Student math scores take a hit after year of COVID remote learning
Data suggests that students who received lessons via virtual learning suffered slightly bigger drops in their assessments than those who stayed in schools. (Getty Images)
New Hampshire students who engaged in virtual learning saw a drop in mathematics assessment scores over the last academic school year, according to data released by the Department of Education Tuesday, in what officials said was an indication of pandemic-driven learning loss.
Across the state, proficiency in math dropped from 2019 to 2021, the assessment data says. Where 48 percent of students were measured as proficient or above proficient in math in 2019, only 38 percent of students had achieved a similar result in 2021, the data shows.
English language arts and science proficiencies stayed relatively level. Fifty-two percent of students achieved proficient or above proficient scores in English in 2021, compared with 56 percent in 2019. The number of students who scored the same in science moved from 39 percent in 2019 to 37 percent in 2021.
The data represents the aggregate of the state’s annual assessment; each spring, students in grades three to eight are evaluated in English language arts and mathematics, and students in grades five, eight, and 11 are assessed in science.
The department does not have data from spring 2020 because assessments were not carried out that year due to the onset of the pandemic.

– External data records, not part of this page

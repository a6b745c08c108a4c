//! Shared fixtures for engine tests: a fully wired configuration in the
//! conventional step layout, plus recording fakes for every collaborator
//! contract.

use std::cell::RefCell;
use std::fs;
use std::path::Path;

use super::convert::ArtifactConverter;
use super::input::{FetchFailure, StructureFetcher, StructureMutator};
use crate::core::mutation::MutationSpec;
use crate::core::stage::{Stage, StageId};
use crate::tools::{StageExecutor, ToolError};

fn stage_body(id: StageId) -> &'static str {
    match id {
        StageId::Acquire => r#"outputs = { structure = "step1_acquire/structure.pdb" }"#,
        StageId::Mutate => {
            r#"inputs = { structure = "step1_acquire/structure.pdb" }
outputs = { structure = "step1b_mutate/mutated.pdb" }"#
        }
        StageId::Repair => {
            r#"inputs = { structure = "step1b_mutate/mutated.pdb" }
outputs = { structure = "step2_repair/fixed.pdb" }"#
        }
        StageId::Topology => {
            r#"inputs = { structure = "step2_repair/fixed.pdb" }
outputs = { structure = "step3_topology/processed.gro", topology = "step3_topology/topol.top" }"#
        }
        StageId::BoxSetup => {
            r#"inputs = { structure = "step3_topology/processed.gro" }
outputs = { structure = "step4_box/boxed.gro" }"#
        }
        StageId::Solvate => {
            r#"inputs = { structure = "step4_box/boxed.gro", topology = "step3_topology/topol.top" }
outputs = { structure = "step5_solvate/solvated.gro", topology = "step5_solvate/topol.top" }"#
        }
        StageId::IonPrep => {
            r#"inputs = { structure = "step5_solvate/solvated.gro", topology = "step5_solvate/topol.top" }
outputs = { "run-input" = "step6_ion_prep/ions.tpr" }"#
        }
        StageId::Ionize => {
            r#"inputs = { "run-input" = "step6_ion_prep/ions.tpr", topology = "step5_solvate/topol.top" }
outputs = { structure = "step7_ionize/ionized.gro", topology = "step7_ionize/topol.top" }"#
        }
        StageId::MinPrep => {
            r#"inputs = { structure = "step7_ionize/ionized.gro", topology = "step7_ionize/topol.top" }
outputs = { "run-input" = "step8_min_prep/min.tpr" }"#
        }
        StageId::Minimize => {
            r#"inputs = { "run-input" = "step8_min_prep/min.tpr" }
outputs = { structure = "step9_minimize/minimized.gro", trajectory = "step9_minimize/minimized.trr", energy = "step9_minimize/minimized.edr" }"#
        }
        StageId::MinEnergy => {
            r#"inputs = { energy = "step9_minimize/minimized.edr" }
outputs = { report = "step10_min_energy/potential.xvg" }"#
        }
        StageId::NvtPrep => {
            r#"inputs = { structure = "step9_minimize/minimized.gro", topology = "step7_ionize/topol.top" }
outputs = { "run-input" = "step11_nvt_prep/nvt.tpr" }"#
        }
        StageId::NvtRun => {
            r#"inputs = { "run-input" = "step11_nvt_prep/nvt.tpr" }
outputs = { structure = "step12_nvt_run/nvt.gro", trajectory = "step12_nvt_run/nvt.trr", energy = "step12_nvt_run/nvt.edr", checkpoint = "step12_nvt_run/nvt.cpt" }"#
        }
        StageId::NvtEnergy => {
            r#"inputs = { energy = "step12_nvt_run/nvt.edr" }
outputs = { report = "step13_nvt_energy/temperature.xvg" }"#
        }
        StageId::NptPrep => {
            r#"inputs = { structure = "step12_nvt_run/nvt.gro", topology = "step7_ionize/topol.top", checkpoint = "step12_nvt_run/nvt.cpt" }
outputs = { "run-input" = "step14_npt_prep/npt.tpr" }"#
        }
        StageId::NptRun => {
            r#"inputs = { "run-input" = "step14_npt_prep/npt.tpr" }
outputs = { structure = "step15_npt_run/npt.gro", trajectory = "step15_npt_run/npt.trr", energy = "step15_npt_run/npt.edr", checkpoint = "step15_npt_run/npt.cpt" }"#
        }
        StageId::NptEnergy => {
            r#"inputs = { energy = "step15_npt_run/npt.edr" }
outputs = { report = "step16_npt_energy/density.xvg" }"#
        }
        StageId::ProdPrep => {
            r#"inputs = { structure = "step15_npt_run/npt.gro", topology = "step7_ionize/topol.top", checkpoint = "step15_npt_run/npt.cpt" }
outputs = { "run-input" = "step17_prod_prep/prod.tpr" }"#
        }
        StageId::ProdRun => {
            r#"inputs = { "run-input" = "step17_prod_prep/prod.tpr" }
outputs = { structure = "step18_prod_run/prod.gro", trajectory = "step18_prod_run/prod.trr", energy = "step18_prod_run/prod.edr" }"#
        }
        StageId::RmsdFirst => {
            r#"inputs = { reference = "step15_npt_run/npt.gro", trajectory = "step18_prod_run/prod.trr" }
outputs = { report = "step19_rmsd_first/rmsd.xvg" }"#
        }
        StageId::RmsdExp => {
            r#"inputs = { reference = "step9_minimize/minimized.gro", trajectory = "step18_prod_run/prod.trr" }
outputs = { report = "step20_rmsd_exp/rmsd.xvg" }"#
        }
        StageId::Gyration => {
            r#"inputs = { "run-input" = "step17_prod_prep/prod.tpr", trajectory = "step18_prod_run/prod.trr" }
outputs = { report = "step21_gyration/gyration.xvg" }"#
        }
        StageId::Image => {
            r#"inputs = { "run-input" = "step17_prod_prep/prod.tpr", trajectory = "step18_prod_run/prod.trr" }
outputs = { trajectory = "step22_image/imaged.trr" }"#
        }
        StageId::Strip => {
            r#"inputs = { structure = "step18_prod_run/prod.gro", "run-input" = "step17_prod_prep/prod.tpr" }
outputs = { structure = "step23_strip/dry.gro" }"#
        }
    }
}

/// A complete, consistently wired configuration in the conventional
/// step-per-directory layout.
pub(crate) fn config_toml(working_dir: &Path) -> String {
    let mut rendered = format!("working-dir = \"{}\"\n", working_dir.display());
    for id in StageId::ALL {
        rendered.push_str(&format!("\n[stages.{}]\n{}\n", id.key(), stage_body(id)));
    }
    rendered
}

/// The canonical configuration with one stage section removed.
pub(crate) fn config_toml_without(working_dir: &Path, omitted: StageId) -> String {
    let mut rendered = format!("working-dir = \"{}\"\n", working_dir.display());
    for id in StageId::ALL {
        if id != omitted {
            rendered.push_str(&format!("\n[stages.{}]\n{}\n", id.key(), stage_body(id)));
        }
    }
    rendered
}

/// The canonical configuration with one stage section replaced by `body`.
pub(crate) fn config_toml_with_stage(
    working_dir: &Path,
    replaced: StageId,
    body: &str,
) -> String {
    let mut rendered = format!("working-dir = \"{}\"\n", working_dir.display());
    for id in StageId::ALL {
        let body = if id == replaced { body } else { stage_body(id) };
        rendered.push_str(&format!("\n[stages.{}]\n{}\n", id.key(), body));
    }
    rendered
}

/// A stage executor that records the invocation order, fabricates every
/// declared output, and optionally fails at one stage.
#[derive(Default)]
pub(crate) struct RecordingExecutor {
    pub trace: RefCell<Vec<StageId>>,
    pub fail_at: Option<StageId>,
}

impl RecordingExecutor {
    pub fn failing_at(stage: StageId) -> Self {
        RecordingExecutor {
            trace: RefCell::new(Vec::new()),
            fail_at: Some(stage),
        }
    }
}

impl StageExecutor for RecordingExecutor {
    fn execute(&self, stage: &Stage) -> Result<(), ToolError> {
        self.trace.borrow_mut().push(stage.id);
        if self.fail_at == Some(stage.id) {
            return Err(ToolError::MissingOutput {
                path: stage.outputs.values().next().cloned().unwrap_or_default(),
            });
        }
        for path in stage.outputs.values() {
            fs::write(path, stage.id.key())?;
        }
        Ok(())
    }
}

/// A fetcher that writes fixed content and remembers the identifier asked
/// for.
#[derive(Default)]
pub(crate) struct RecordingFetcher {
    pub fetched: RefCell<Option<String>>,
    pub fail: bool,
}

impl StructureFetcher for RecordingFetcher {
    fn fetch(&self, id: &str, dest: &Path) -> Result<(), FetchFailure> {
        *self.fetched.borrow_mut() = Some(id.to_string());
        if self.fail {
            return Err(FetchFailure {
                reason: "synthetic fetch failure".to_string(),
            });
        }
        fs::write(dest, format!("REMOTE {}\n", id)).map_err(|e| FetchFailure {
            reason: e.to_string(),
        })
    }
}

/// A mutator that records the spec it was handed and writes a marker file.
#[derive(Default)]
pub(crate) struct RecordingMutator {
    pub applied: RefCell<Option<String>>,
}

impl StructureMutator for RecordingMutator {
    fn mutate(
        &self,
        input: &Path,
        output: &Path,
        spec: &MutationSpec,
    ) -> Result<(), ToolError> {
        *self.applied.borrow_mut() = Some(spec.to_string());
        let base = fs::read_to_string(input)?;
        fs::write(output, format!("{}MUTATED {}\n", base, spec))?;
        Ok(())
    }
}

/// A converter that copies the snapshot verbatim.
#[derive(Default)]
pub(crate) struct CopyConverter;

impl ArtifactConverter for CopyConverter {
    fn convert(&self, snapshot: &Path, output: &Path) -> Result<(), ToolError> {
        fs::copy(snapshot, output)?;
        Ok(())
    }
}

/// A converter that always fails, for conversion-error paths.
pub(crate) struct FailingConverter;

impl ArtifactConverter for FailingConverter {
    fn convert(&self, snapshot: &Path, _output: &Path) -> Result<(), ToolError> {
        Err(ToolError::EmptySelection {
            path: snapshot.to_path_buf(),
        })
    }
}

Additional data suggests that students who received lessons via virtual learning suffered slightly bigger drops in their assessments than those who stayed in schools. A report by the National Center for the Improvement of Educational Assessment conducted for the state found that New Hampshire students who spent 60 to 80 percent of the 2020-2021 school year in remote learning saw the average school-by-school proficiency in mathematics drop by 29.6 percentage points.

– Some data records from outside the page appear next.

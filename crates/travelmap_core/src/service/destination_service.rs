//! Destination record access layer.
//!
//! # Responsibility
//! - Expose list/create/update/delete scoped to the caller identity.
//! - Validate and normalize payloads before they reach a backend.
//! - Collapse backend faults into one opaque failure per operation.
//!
//! # Invariants
//! - No repository call is issued without an identity.
//! - `owner_id` always comes from the identity, never from the payload.
//! - Update on a missing or foreign id is `NotFound`; delete on one is a no-op.

use crate::identity::{Identity, IdentityProvider};
use crate::model::destination::{
    Destination, DestinationDraft, DestinationId, DestinationPatch, DestinationValidationError,
};
use crate::repo::destination_repo::{DestinationRepository, RepoError};
use log::{debug, error, info, warn};
use std::fmt::{Display, Formatter};
use std::time::Instant;
use thiserror::Error;

pub type AccessResult<T> = Result<T, AccessError>;

/// Logical operation of the access layer, used to label failures.
#[derive(Debug, Clone, Copy, PartialEq, Eq)]
pub enum Operation {
    List,
    Create,
    Update,
    Delete,
}

impl Operation {
    pub fn as_str(self) -> &'static str {
        match self {
            Self::List => "list",
            Self::Create => "create",
            Self::Update => "update",
            Self::Delete => "delete",
        }
    }
}

impl Display for Operation {
    fn fmt(&self, f: &mut Formatter<'_>) -> std::fmt::Result {
        let action = match self {
            Self::List => "fetch destinations",
            Self::Create => "add destination",
            Self::Update => "update destination",
            Self::Delete => "delete destination",
        };
        f.write_str(action)
    }
}

/// Access-layer failure taxonomy.
#[derive(Debug, Error)]
pub enum AccessError {
    #[error("User not authenticated")]
    AuthenticationRequired,
    #[error(transparent)]
    Validation(#[from] DestinationValidationError),
    /// Either missing or owned by another identity; the two are indistinguishable.
    #[error("destination not found: {0}")]
    NotFound(DestinationId),
    #[error("Failed to {operation}: {message}")]
    BackendFailure {
        operation: Operation,
        message: String,
    },
}

/// Use-case service over an owner-scoped destination repository.
pub struct DestinationService<R: DestinationRepository, P: IdentityProvider> {
    repo: R,
    identity: P,
}

impl<R: DestinationRepository, P: IdentityProvider> DestinationService<R, P> {
    pub fn new(repo: R, identity: P) -> Self {
        Self { repo, identity }
    }

    pub fn current_identity(&self) -> Option<Identity> {
        self.identity.current_identity()
    }

    pub fn sign_out(&self) {
        self.identity.sign_out();
    }

    /// Lists the caller's destinations, newest first.
    ///
    /// Zero owned records is an empty list, not an error.
    pub async fn list(&self) -> AccessResult<Vec<Destination>> {
        let identity = self.require_identity(Operation::List)?;
        self.list_as(&identity).await
    }

    /// Creates a destination owned by the caller.
    pub async fn create(&self, draft: DestinationDraft) -> AccessResult<Destination> {
        let identity = self.require_identity(Operation::Create)?;
        self.create_as(&identity, draft).await
    }

    /// Applies a partial update to one of the caller's destinations.
    pub async fn update(
        &self,
        id: DestinationId,
        patch: DestinationPatch,
    ) -> AccessResult<Destination> {
        let identity = self.require_identity(Operation::Update)?;
        self.update_as(&identity, id, patch).await
    }

    /// Deletes one of the caller's destinations. Idempotent.
    pub async fn delete(&self, id: DestinationId) -> AccessResult<()> {
        let identity = self.require_identity(Operation::Delete)?;
        self.delete_as(&identity, id).await
    }

    /// `list` pinned to an already resolved identity.
    pub async fn list_as(&self, identity: &Identity) -> AccessResult<Vec<Destination>> {
        let started_at = Instant::now();
        let destinations = self
            .repo
            .select_where(identity)
            .await
            .map_err(|err| backend_failure(Operation::List, err))?;

        info!(
            "event=destination_list module=service status=ok user_id={} count={} duration_ms={}",
            identity.user_id,
            destinations.len(),
            started_at.elapsed().as_millis()
        );
        Ok(destinations)
    }

    /// `create` pinned to an already resolved identity.
    pub async fn create_as(
        &self,
        identity: &Identity,
        draft: DestinationDraft,
    ) -> AccessResult<Destination> {
        if let Some(claimed) = draft.owner_id.filter(|claimed| *claimed != identity.user_id) {
            warn!(
                "event=destination_create module=service status=owner_override user_id={} claimed_owner={}",
                identity.user_id, claimed
            );
        }
        let input = draft
            .normalize()
            .inspect_err(|err| log_rejected(Operation::Create, err))?;

        let created = self
            .repo
            .insert(identity, &input)
            .await
            .map_err(|err| backend_failure(Operation::Create, err))?;

        info!(
            "event=destination_create module=service status=ok user_id={} destination_id={}",
            identity.user_id, created.id
        );
        Ok(created)
    }

    /// `update` pinned to an already resolved identity.
    pub async fn update_as(
        &self,
        identity: &Identity,
        id: DestinationId,
        patch: DestinationPatch,
    ) -> AccessResult<Destination> {
        let changes = patch
            .normalize()
            .inspect_err(|err| log_rejected(Operation::Update, err))?;
        if changes.is_empty() {
            debug!(
                "event=destination_update module=service status=touch_only user_id={} destination_id={}",
                identity.user_id, id
            );
        }

        let updated = self
            .repo
            .update_where(identity, id, &changes)
            .await
            .map_err(|err| backend_failure(Operation::Update, err))?;

        match updated {
            Some(destination) => {
                info!(
                    "event=destination_update module=service status=ok user_id={} destination_id={}",
                    identity.user_id, id
                );
                Ok(destination)
            }
            None => {
                info!(
                    "event=destination_update module=service status=not_found user_id={} destination_id={}",
                    identity.user_id, id
                );
                Err(AccessError::NotFound(id))
            }
        }
    }

    /// `delete` pinned to an already resolved identity.
    pub async fn delete_as(&self, identity: &Identity, id: DestinationId) -> AccessResult<()> {
        let affected = self
            .repo
            .delete_where(identity, id)
            .await
            .map_err(|err| backend_failure(Operation::Delete, err))?;

        if affected == 0 {
            debug!(
                "event=destination_delete module=service status=noop user_id={} destination_id={}",
                identity.user_id, id
            );
        } else {
            info!(
                "event=destination_delete module=service status=ok user_id={} destination_id={}",
                identity.user_id, id
            );
        }
        Ok(())
    }

    fn require_identity(&self, operation: Operation) -> AccessResult<Identity> {
        self.identity.current_identity().ok_or_else(|| {
            warn!(
                "event=destination_{} module=service status=error error_code=auth_required",
                operation.as_str()
            );
            AccessError::AuthenticationRequired
        })
    }
}

fn backend_failure(operation: Operation, err: RepoError) -> AccessError {
    error!(
        "event=destination_{} module=service status=error error_code=backend_failure error={}",
        operation.as_str(),
        err
    );
    AccessError::BackendFailure {
        operation,
        message: err.to_string(),
    }
}

fn log_rejected(operation: Operation, err: &DestinationValidationError) {
    warn!(
        "event=destination_{} module=service status=error error_code=validation error={}",
        operation.as_str(),
        err
    );
}

#[cfg(test)]
mod tests {
    use super::{AccessError, Operation};

    #[test]
    fn backend_failure_message_names_the_operation() {
        let err = AccessError::BackendFailure {
            operation: Operation::List,
            message: "connection refused".to_string(),
        };
        assert_eq!(
            err.to_string(),
            "Failed to fetch destinations: connection refused"
        );
    }
}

Students whose schools stayed mostly open – spending between zero to 20 percent of their days in remote learning – saw a dip in mathematics proficiency of 12.4 percentage points.
“Both sets of analyses lead to the same conclusion: Higher amounts of virtual education are associated with lower rates of student learning. Decreases in learning are much larger in mathematics than in ELA,” the report, written by Damian Betebenner, states.
Department of Education Commissioner Frank Edelblut noted that the drop in proficiency mirrors similar declines in other states during the pandemic. And he noted that the two years of COVID-19 had accelerated what had already been a five-year, year-to-year decrease of math and reading scores in New Hampshire.
“It is clear and understandable that trauma from the pandemic continues to impact schools, students, and teachers. I remain incredibly proud and grateful to all of the educators who have worked tirelessly throughout the pandemic to keep academics and the overall well-being of New Hampshire students a priority,” he said.
To help combat learning loss, Edelblut has promoted a state-private partnership with Prenda, a national company that operates “learning pods” that offer tutoring to students to replace school instruction times. The pods are intended to help students who have fallen behind regain lost ground before returning to school. On Dec. 8, the Executive Council approved a two-year extension of a $5.8 million federally funded contract with Prenda, which has attracted five school districts.
Democrats have opposed the partnership, which pays Prenda $5,000 per student per year, arguing the take-up rate has been too low and that the federal money should be spent on direct assistance to public schools to address learning loss.